Shorting
If you are tempted by short selling, and you are not a professional market operator, this page is a piece of necessary medicine.
'Shorting' means.....
......selling stuff you don't own.
In financial trading you can 'short' all sorts of things. The most common is 'shorting stock', which means selling a stock you don't own. So 'shorting Vodaphone' means selling shares in Vodaphone before you've bought them.
How do you do that?
Actually it is not that difficult. An example from a different trading world:
If you were an antique dealer without any stock and an impatient customer said he wanted a piece of Lalique glass of a certain type and was prepared to pay £1,000 for it, you might commit to sell him one. Then you would rush round the specialist dealers trying to buy one to deliver to your customer. You would have sold something you have not got. And until you found it, you would be 'short Lalique'.

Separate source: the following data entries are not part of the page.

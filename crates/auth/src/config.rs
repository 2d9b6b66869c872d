//! Authentication configuration

/// Settings used to verify session tokens
#[derive(Debug, Clone)]
pub struct AuthConfig {
    pub jwt_secret: String,
    pub issuer: Option<String>,
    pub audience: Option<String>,
}

impl AuthConfig {
    /// Config that checks the signature only
    pub fn with_secret(jwt_secret: impl Into<String>) -> Self {
        Self {
            jwt_secret: jwt_secret.into(),
            issuer: None,
            audience: None,
        }
    }
}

What's more, until you found it you would be at risk. You committed to £1,000 because you reckoned you could find one for £800 (say) and you could make a £200 profit. But what if you could only find one at £1,300? Then you would have lost £300. When you are 'short' you lose money if the price goes up.
As with Lalique, so with Vodaphone. You can 'short Vodaphone'. But you have to deliver what you have sold. Which means you have to buy it, eventually.
Health warning
If you buy Lalique for £1,000 the worst that can happen is you drop it on the floor and lose £1,000. But if you sell for £1,000, and then try to buy what you have sold, and you find there is just one piece of Lalique of the right type in all the world, how much will you have to pay for that piece? From a man who knows you have to have it? £2,000? £10,000? £100,000? Why not £1million?
So short selling is dangerous. Because it is not always obvious what your risks are. And your losses are unlimited. You should not do it.
But, curiously, a skilled trader can use shorting to reduce risk. The ability to 'short' opens up a whole new spectrum of possible trading bets. Not just a bet that a price will fall; but the much subtler bet that price differences will change. When you buy something and simultaneously sell something similar it is called 'hedging'.
Hedging
Let's take an example: Suppose you are an automotive industry specialist, and you come to the view that the prospects for General Motors are very much better than the prospects for Ford. And that this is not reflected in the relative prices of their shares. Perhaps GM have a better model range in the pipeline. Perhaps you perceive that GM have more successfully upgraded their manufacturing techniques. Perhaps you are pessimistic about Ford's labour relations. Whatever.
Now, if you just buy General Motors shares, that might be a good bet. If it's in a stronger position than Ford it is likely to do well. But all sorts of things might go wrong. Rising interest rates might damp consumer demand. There could be a general stock market decline. There could be an oil crisis.
There is a way that you can profit from your specific judgement that GM will do better than Ford. You buy GM stock and you sell the same value of Ford. Now it doesn't matter what happens to the market as a whole, or to automotive stocks as a group. So long as GM does better than Ford you will win.
If you trade both at 60 and Ford declines to 40 while GM falls to 45, you will win 20 on your Ford 'short' and lose 15 on your GM 'long' - net gain of 5. In contrast, if Ford rises to 70 and GM rises to 76 you lose 10 on Ford and gain 16 on GM - net gain of 6.
The business of betting on price differences is called 'arbitrage'.The principle of protecting yourself against certain risks (in this case the general market risk) is called 'hedging'.